How to Catch More Z’s

Getting Good Sleep is Vital to Your Health

Are you suffering from insufficient sleep and putting your health at risk? If you’re like many, the answer is probably, yes. In fact, more than 30 percent of Washington adults report insufficient sleep (defined as less than seven hours of sleep daily), according to the Centers for Disease Control and Prevention. Nationwide, one-third of U.S. adults report that they usually get less than the recommended amount of sleep, the CDC noted.

Unfortunately, a lack of sleep can result in much more than dark under-eye circles and money spent on that extra shot of espresso. Research shows that consistently not getting enough sleep is linked to an increased risk for several chronic diseases and conditions, including diabetes, cardiovascular disease, stroke, obesity, and depression. Not to mention the fact that sleepiness can contribute to motor vehicle crashes, mistakes at work, and machinery-related injuries.

“Sleep is really the only time that our bodies have a chance to recollect and repair. With adequate sleep, your body encodes the new information that is taken in the previous day; restores or fortifies your immune function, leading to decrease in illness vulnerability; and repairs your body tissues if you’ve happened to work out the previous day,” said Justin Ho, a physical therapist at Lake Washington Physical Therapy Houghton, an outpatient orthopedic physical therapy clinic in Kirkland.

Getting enough shut eye is not only extremely important for adults, but also children. As noted by John Hopkins All Children’s Hospital, studies have shown that children who regularly get adequate sleep have improved attention, behavior, learning, memory, and overall mental and physical health.

“Absolutely true that most of us are not getting enough healthy, restorative sleep — especially kids. ‘Sleep hygiene’ is a whole new field study where every aspect of your sleep environment, sleep schedule, and practices are evaluated,” said Mike Schaefer, owner and president of Soaring Heart, a local manufacturer of all-organic mattresses and bedding that has showrooms in Bellevue and Seattle.

The causes of inadequate sleep vary, but common factors include nighttime use of media devices like smartphones, inconsistent sleep schedules, sleep disorders like sleep apnea, work schedules, and some medications and medical conditions.

“I believe one of the larger misconceptions that many people carry is that if you develop a sleep debt (sleep less than ideal hours), you can make the time up with naps or sleeping more another day to catch up.
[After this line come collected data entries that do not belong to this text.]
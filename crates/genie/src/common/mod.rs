pub mod config;
pub mod env;
pub mod error;
pub mod fsutils;
pub mod ids;
pub mod setup;

pub use ids::{ApplicationId, ClusterId, CommandId, JobId};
Truth of the matter is no matter the hack, a consistent schedule of seven to nine hours of sleep at night is unmatched in terms of health benefits. Short naps can be helpful to increase performance, 

Get a Better Bed

As noted by the National Sleep Foundation, having comfortable bedding is a significant factor in proper sleep health. If you’re one of the millions suffering from insufficient sleep, consider checking out these innovations:

BRYTE, which has a storefront in Bellevue, has developed its new BRYTE bed. The innovative bed leverages artificial intelligence technology to actually learn and improve your sleep night after night. It crafts a personalized sleep environment by measuring sleep quality; integrating user feedback; and then learning, adjusting, and customizing the ideal sleep environment — including temperature, localized body support, and light.

Duxiana, which relocated to the Bellevue Design Market, offers its DUX Bed. A direct result of more than 90 years of science, research, and testing, the DUX Bed is designed to help ease pressure on your back, keep your spine in line, and distribute your weight evenly to maximize circulation.
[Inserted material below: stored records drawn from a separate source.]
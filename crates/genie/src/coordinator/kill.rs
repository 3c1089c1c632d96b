use std::sync::Arc;
use std::time::Duration;

use crate::JobId;
use crate::common::config::GenieConfig;
use crate::common::error::GenieError;
use crate::coordinator::events::FinishedNotifier;
use crate::model::{JobExecution, JobStatus};
use crate::services::{JobPersistence, KillForwarder, ProcessExecutor, ProcessSignal, StatusUpdate};

/// What a kill request did.
#[derive(Debug, Clone, PartialEq, Eq)]
pub enum KillOutcome {
    /// The process group of the job was asked to terminate
    Signaled,
    /// The job was stopped before any process was launched for it
    KilledBeforeLaunch,
    /// The kill was handed over to the node that runs the job
    Forwarded { host_name: String },
    /// The job had already finished, nothing was done
    AlreadyFinished(JobStatus),
}

/// Kills jobs that run on this node and forwards kills of jobs running elsewhere.
pub struct JobKillService {
    hostname: String,
    grace_period: Duration,
    persistence: Arc<dyn JobPersistence>,
    executor: Arc<dyn ProcessExecutor>,
    forwarder: Box<dyn KillForwarder>,
    notifier: FinishedNotifier,
}

impl JobKillService {
    pub fn new(
        config: &GenieConfig,
        persistence: Arc<dyn JobPersistence>,
        executor: Arc<dyn ProcessExecutor>,
        forwarder: Box<dyn KillForwarder>,
        notifier: FinishedNotifier,
    ) -> Self {
        Self {
            hostname: config.hostname.clone(),
            grace_period: config.kill_grace_period,
            persistence,
            executor,
            forwarder,
            notifier,
        }
    }

    /// Kills the job. Killing a job that has already finished is not an error.
    pub fn kill_job(&self, job_id: &JobId) -> crate::Result<KillOutcome> {
        match self.try_kill_job(job_id) {
            Err(GenieError::JobNotRunning(_, status)) => {
                log::info!("Job {job_id} is already {status}, nothing to kill");
                Ok(KillOutcome::AlreadyFinished(status))
            }
            result => result,
        }
    }

    fn try_kill_job(&self, job_id: &JobId) -> crate::Result<KillOutcome> {
        // The second round only happens when the job got launched in the meantime
        for _ in 0..2 {
            let job = self.persistence.get_job(job_id)?;
            if job.is_terminal() {
                return Err(GenieError::JobNotRunning(job_id.clone(), job.status));
            }
            if let Some(execution) = self.persistence.get_job_execution(job_id)? {
                return self.kill_execution(&execution);
            }
            match self
                .persistence
                .kill_unlaunched_job(job_id, "Job was killed before it was launched")?
            {
                StatusUpdate::Applied => {
                    log::info!("Job {job_id} was killed before it was launched");
                    self.notifier.notify(job_id.clone(), None);
                    return Ok(KillOutcome::KilledBeforeLaunch);
                }
                StatusUpdate::Ignored(status) if status.is_terminal() => {
                    return Err(GenieError::JobNotRunning(job_id.clone(), status));
                }
                StatusUpdate::Ignored(_) => {}
            }
        }
        Err(GenieError::GenericError(format!(
            "Job {job_id} is launching but its execution was not found"
        )))
    }

    fn kill_execution(&self, execution: &JobExecution) -> crate::Result<KillOutcome> {
        let job_id = &execution.job_id;
        if execution.host_name != self.hostname {
            log::info!(
                "Job {job_id} runs on host {}, forwarding the kill",
                execution.host_name
            );
            self.forwarder
                .forward_kill(&execution.host_name, job_id)?;
            return Ok(KillOutcome::Forwarded {
                host_name: execution.host_name.clone(),
            });
        }

        self.persistence.mark_job_execution_killed(job_id)?;
        let pid = execution.process_id;
        if let Err(error) = self.executor.signal_group(pid, ProcessSignal::Terminate) {
            if !execution.was_killed() {
                self.persistence.clear_job_execution_killed(job_id)?;
            }
            let job = self.persistence.get_job(job_id)?;
            if job.is_terminal() {
                return Err(GenieError::JobNotRunning(job_id.clone(), job.status));
            }
            return Err(error);
        }
        log::info!("Sent SIGTERM to process group of job {job_id} (pid {pid})");
        self.schedule_forced_kill(job_id.clone(), pid);
        Ok(KillOutcome::Signaled)
    }

    fn schedule_forced_kill(&self, job_id: JobId, pid: u32) {
        let runtime = match tokio::runtime::Handle::try_current() {
            Ok(runtime) => runtime,
            Err(_) => {
                log::warn!("No runtime available, job {job_id} will not be killed forcefully");
                return;
            }
        };
        let grace_period = self.grace_period;
        let persistence = self.persistence.clone();
        let executor = self.executor.clone();
        runtime.spawn(async move {
            tokio::time::sleep(grace_period).await;
            match persistence.get_job(&job_id) {
                Ok(job) if job.status.is_active() => {
                    log::info!(
                        "Job {job_id} did not stop within {}, sending SIGKILL",
                        humantime::format_duration(grace_period)
                    );
                    if let Err(error) = executor.signal_group(pid, ProcessSignal::Kill) {
                        log::debug!("Forced kill of job {job_id} failed: {error}");
                    }
                }
                Ok(_) => {}
                Err(error) => log::warn!("Cannot check status of killed job {job_id}: {error}"),
            }
        });
    }
}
Tuft & Needle in Seattle offers an assortment of bedding, including the T&N Pillow, which is one of its best-selling products and a customer favorite. It also offers the T&N Original Mattress and Mint Mattress, which delivers 30 percent more graphite for even cooler sleep and 30 percent more gel beads for a cradling, supportive feel.

Tips to get better sleep

The good news: You’re not powerless. As outlined by the CDC and the National Sleep Foundation,
habits that can improve your sleep health include:

  • Turn off electronics before bed. According to the National Sleep Foundation, 48 percent of American adults report using a device like a computer, tablet, or smartphone in bed before trying to go to sleep.
  • Go to bed at the same time each night, and get up at the same time each morning, including on the weekends.
  • Practice a relaxing bedtime ritual.
  • Make sure your bedroom is quiet, dark, relaxing, and at a comfortable temperature.
  • Avoid large meals, caffeine, and alcohol before bedtime.
  • Sleep on a comfortable mattress and pillows.